This Article Summary written by: Conflict Research Consortium Staff
"Culture" refers to shared sets of meanings, norms,
expectations, perceptions, roles, categories, interpretations, and modes of
communication. Culture shapes one's view of reality, and it is shared culture
that allows people to assume that they share the same reality. Interactions
between people of different cultures can be fraught with difficulty and
misunderstanding, particularly when the participants fail to recognize that they
effectively occupy different realities. In order to relate to each other
effectively, culturally diverse actors must develop a shared
microculture.
Kimmel begins by explaining some of the basic concepts used
in the study of intercultural communication. Subjective culture refers to the
norms, perceptions, expectations and so on, of an individual; it refers to their
(usually unconscious) mindset. A person's subjective culture serves as an
interpretive screen by which she makes sense of the outside world. People
acquire their subjective culture through socialization, and that mindset comes
to seem the natural, normal, and correct way to view the world. What are
actually particular cultural norms are though of as simply common sense. Other
ways of interpreting the outside world, when they are even recognized to exist,
are dismissed as wrong or inferior. Individuals come to identify with the
larger common culture that gave rise to their mindset. They develop a cultural
identity.
Since one's own mindset seems normal and natural, most
people find it difficult to accept that others could have very different
mindsets. Most people assume that others think in broadly the same ways that
they do. When another person's behavior does not fit our notions of "normal"
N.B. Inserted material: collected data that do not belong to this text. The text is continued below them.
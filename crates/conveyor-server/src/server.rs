//! The HTTP server as a `Transport` the supervisor can stop.

use std::future::Future;
use std::io;
use std::net::SocketAddr;
use std::pin::Pin;

use async_trait::async_trait;
use axum::Router;
use conveyor_core::{Transport, TransportError};
use tokio::net::TcpListener;
use tokio::sync::watch;
use tracing::{error, info};

type Exit = Option<Result<(), TransportError>>;

/// Resolves once the server has been asked to stop.
pub type StopSignal = Pin<Box<dyn Future<Output = ()> + Send>>;

/// A serve loop running on its own task.
pub struct HttpServer {
    local_addr: SocketAddr,
    stop: watch::Sender<bool>,
    exit: watch::Receiver<Exit>,
}

impl HttpServer {
    /// Start serving `router` on an already bound listener.
    pub fn spawn(listener: TcpListener, router: Router) -> io::Result<Self> {
        let local_addr = listener.local_addr()?;
        Ok(Self::spawn_with(local_addr, move |stop| async move {
            axum::serve(listener, router).with_graceful_shutdown(stop).await
        }))
    }

    /// Run an arbitrary serve loop. `serve` gets a future that resolves when
    /// `stop` is called and should return once in-flight work is finished.
    pub fn spawn_with<F, Fut>(local_addr: SocketAddr, serve: F) -> Self
    where
        F: FnOnce(StopSignal) -> Fut,
        Fut: Future<Output = io::Result<()>> + Send + 'static,
    {
        let (stop, mut stop_rx) = watch::channel(false);
        let (exit_tx, exit) = watch::channel::<Exit>(None);

        let serving = serve(Box::pin(async move {
            let _ = stop_rx.wait_for(|stop| *stop).await;
        }));
        tokio::spawn(async move {
            let result = serving.await.map_err(TransportError::from);
            match &result {
                Ok(()) => info!("http server stopped"),
                Err(err) => error!(error = %err, "http server failed"),
            }
            exit_tx.send_replace(Some(result));
        });

        Self {
            local_addr,
            stop,
            exit,
        }
    }

    pub fn local_addr(&self) -> SocketAddr {
        self.local_addr
    }

    /// Resolves with the cause if the server exits without being asked to stop.
    /// Pending forever otherwise.
    pub async fn failed(&self) -> TransportError {
        let mut exit = self.exit.clone();
        let cause = match exit.wait_for(Option::is_some).await {
            Ok(current) => match current.as_ref() {
                Some(Err(err)) => err.clone(),
                _ => TransportError::Exited,
            },
            Err(_) => TransportError::TaskLost,
        };

        if *self.stop.borrow() {
            return std::future::pending().await;
        }
        cause
    }
}

#[async_trait]
impl Transport for HttpServer {
    async fn stop(&self) -> Result<(), TransportError> {
        info!(addr = %self.local_addr, "stopping http server");
        self.stop.send_replace(true);

        let mut exit = self.exit.clone();
        match exit.wait_for(Option::is_some).await {
            Ok(current) => match current.as_ref() {
                Some(Err(err)) => Err(err.clone()),
                _ => Ok(()),
            },
            Err(_) => Err(TransportError::TaskLost),
        }
    }
}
behavior, we generally assume that that person is misbehaving, unreasonable or
even bad. Attribution error refers to the tendency to attribute "inappropriate"
behavior to negative character traits, rather than to situational or cultural
differences. These supposed negative character traits usually reflect our own
cultural stereotypes.
Methods of reasoning, evaluating and deciding differ across
cultures. Some cultures favor intuitive reasoning based on principle and
precedent, while others rely on observation and experience-based conceptual
reasoning. They differ in tolerance of uncertainty and in what they consider to
be valid information.
Cultures also differ in their style of communications.
High-context cultures rely on the context to convey most of the information,
with relatively little information conveyed by the actual message. Low-context
cultures convey most of the information within the message, with very little
significance given to the context. Low-context listeners often miss the full
content of high-context communication, while high-context listeners may read in
more content than a low-context speaker intended.
With training people can learn to communicate effectively
across cultural differences. Levels of cultural awareness range from cultural
chauvinism and ethnocentrism, through tolerance and attempts to minimize
difference, to understanding that there are fundamental, yet explainable,
differences between cultures. Trainees need to learn how to learn about cultural
differences. To do this they "must be taught less-culture-specific skills by
someone who understands [their] culture and the other culture(s) in
question."(p. 463) Intercultural role playing exercises can help people
recognize their own cultural assumptions, increase their level of cultural
awareness, and learn how to learn about cultural differences. The goal is to
enable people to understand other cultures, shift their own cultural mindset,
and create microcultures to sustain effective communication.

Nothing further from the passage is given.